Task statement:
Copy each line below containing "that".

Stored data
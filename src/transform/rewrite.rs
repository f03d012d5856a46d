use tracing::debug;

use crate::{
    graph::{Scope, SchemaGraph},
    parse::{
        ChildrenMut, Document, Header, Parameter, PathItem, RefOr, RequestBody, Response, Schema,
        SchemaKeyword, SchemaPointer,
    },
    transform::split::SplitSchemas,
};

/// Repoints every `$ref` to a split schema at the variant the reference's
/// context calls for: the write variant under a request, the read variant
/// under a response.
///
/// A named schema's subtree takes the context its own collection entry
/// implies. A split variant uses its side; an untouched schema uses its
/// usage scope when that's unambiguous; anything else is neutral, and a
/// neutral reference to a split schema takes the write side so that it
/// never dangles once the original is gone.
pub fn rewrite_refs(doc: &mut Document, graph: &SchemaGraph, split: &SplitSchemas) {
    if split.is_empty() {
        return;
    }
    let rewriter = RefRewriter { graph, split };

    if let (Some(namespace), Some(schemas)) = (graph.namespace(), doc.schemas()) {
        for (name, node) in schemas {
            let pointer = SchemaPointer::schema(namespace, name);
            // An original that neither variant replaced is about to be
            // deleted; leave its contents be.
            if rewriter.is_doomed_original(&pointer) {
                continue;
            }
            let context = rewriter.entry_context(&pointer);
            let mut schema = node.borrow_mut();
            rewriter.rewrite_schema(&mut schema, context);
        }
    }

    // Inline request and response surfaces carry their positional
    // contexts, mirroring how the graph classified them.
    if let Some(components) = &mut doc.components {
        for parameter in components.parameters.iter_mut().flat_map(|p| p.values_mut()) {
            if let RefOr::Other(parameter) = parameter {
                rewriter.rewrite_parameter(parameter);
            }
        }
        for body in components.request_bodies.iter_mut().flat_map(|b| b.values_mut()) {
            if let RefOr::Other(body) = body {
                rewriter.rewrite_request_body(body);
            }
        }
        for response in components.responses.iter_mut().flat_map(|r| r.values_mut()) {
            if let RefOr::Other(response) = response {
                rewriter.rewrite_response(response);
            }
        }
        for header in components.headers.iter_mut().flat_map(|h| h.values_mut()) {
            if let RefOr::Other(header) = header {
                rewriter.rewrite_header(header);
            }
        }
    }
    for parameter in doc.parameters.iter_mut().flat_map(|p| p.values_mut()) {
        rewriter.rewrite_parameter(parameter);
    }
    for response in doc.responses.iter_mut().flat_map(|r| r.values_mut()) {
        rewriter.rewrite_response(response);
    }
    for item in doc.paths.values_mut() {
        rewriter.rewrite_path_item(item);
    }
}

struct RefRewriter<'a> {
    graph: &'a SchemaGraph,
    split: &'a SplitSchemas,
}

impl RefRewriter<'_> {
    /// True for a split original that no variant replaced in the
    /// collection.
    fn is_doomed_original(&self, pointer: &SchemaPointer) -> bool {
        self.split.original_of(pointer).is_none() && self.split.entry(pointer).is_some()
    }

    /// The context a named schema's subtree is rewritten under.
    fn entry_context(&self, pointer: &SchemaPointer) -> Option<Scope> {
        // A variant takes the context of its side.
        if let Some(original) = self.split.original_of(pointer) {
            let entry = self.split.entry(original)?;
            return Some(if entry.read == *pointer {
                Scope::Read
            } else {
                Scope::Write
            });
        }
        // An untouched schema takes the context its usage implies, when
        // the usage is unambiguous.
        let scopes = self.graph.scopes(pointer)?;
        if scopes.is_exactly(Scope::Read) {
            Some(Scope::Read)
        } else if scopes.is_exactly(Scope::Write) {
            Some(Scope::Write)
        } else {
            None
        }
    }

    fn rewrite_path_item(&self, item: &mut PathItem) {
        for parameter in &mut item.parameters {
            if let RefOr::Other(parameter) = parameter {
                self.rewrite_parameter(parameter);
            }
        }
        for (_, operation) in item.operations_mut() {
            for parameter in &mut operation.parameters {
                if let RefOr::Other(parameter) = parameter {
                    self.rewrite_parameter(parameter);
                }
            }
            if let Some(RefOr::Other(body)) = &mut operation.request_body {
                self.rewrite_request_body(body);
            }
            for response in operation.responses.values_mut() {
                if let RefOr::Other(response) = response {
                    self.rewrite_response(response);
                }
            }
            for callback in operation.callbacks.iter_mut().flat_map(|c| c.values_mut()) {
                if let RefOr::Other(callback) = callback {
                    for item in callback.values_mut() {
                        self.rewrite_path_item(item);
                    }
                }
            }
        }
    }

    fn rewrite_parameter(&self, parameter: &mut Parameter) {
        if let Some(schema) = &mut parameter.schema {
            self.rewrite_schema(schema, Some(Scope::Write));
        }
        for media_type in parameter.content.iter_mut().flat_map(|c| c.values_mut()) {
            if let Some(schema) = &mut media_type.schema {
                self.rewrite_schema(schema, Some(Scope::Write));
            }
        }
    }

    fn rewrite_request_body(&self, body: &mut RequestBody) {
        for media_type in body.content.iter_mut().flat_map(|c| c.values_mut()) {
            if let Some(schema) = &mut media_type.schema {
                self.rewrite_schema(schema, Some(Scope::Write));
            }
        }
    }

    fn rewrite_response(&self, response: &mut Response) {
        if let Some(schema) = &mut response.schema {
            self.rewrite_schema(schema, Some(Scope::Read));
        }
        for media_type in response.content.iter_mut().flat_map(|c| c.values_mut()) {
            if let Some(schema) = &mut media_type.schema {
                self.rewrite_schema(schema, Some(Scope::Read));
            }
        }
        for header in response.headers.iter_mut().flat_map(|h| h.values_mut()) {
            if let RefOr::Other(header) = header {
                self.rewrite_header(header);
            }
        }
    }

    fn rewrite_header(&self, header: &mut Header) {
        if let Some(schema) = &mut header.schema {
            self.rewrite_schema(schema, Some(Scope::Read));
        }
        for media_type in header.content.iter_mut().flat_map(|c| c.values_mut()) {
            if let Some(schema) = &mut media_type.schema {
                self.rewrite_schema(schema, Some(Scope::Read));
            }
        }
    }

    fn rewrite_schema(&self, schema: &mut Schema, context: Option<Scope>) {
        if let Some(reference) = &schema.reference {
            if let Some(entry) = self.split.entry(reference) {
                let side = match context {
                    Some(scope) => scope,
                    None => {
                        debug!(
                            reference = %reference,
                            "Neutral reference to a split schema, taking the write side."
                        );
                        Scope::Write
                    }
                };
                schema.reference = Some(entry.side(side).clone());
            }
        }
        for keyword in SchemaKeyword::ALL {
            match schema.children_mut(keyword) {
                Some(ChildrenMut::List(children)) => {
                    for child in children {
                        self.rewrite_schema(child, context);
                    }
                }
                Some(ChildrenMut::Map(children)) => {
                    for child in children.values_mut() {
                        self.rewrite_schema(child, context);
                    }
                }
                Some(ChildrenMut::Single(child)) => self.rewrite_schema(child, context),
                None => {}
            }
        }
    }
}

Answer box:
/// usage scope when that's unambiguous; anything else is neutral, and a
/// neutral reference to a split schema takes the write side so that it
            // An original that neither variant replaced is about to be
    /// True for a split original that no variant replaced in the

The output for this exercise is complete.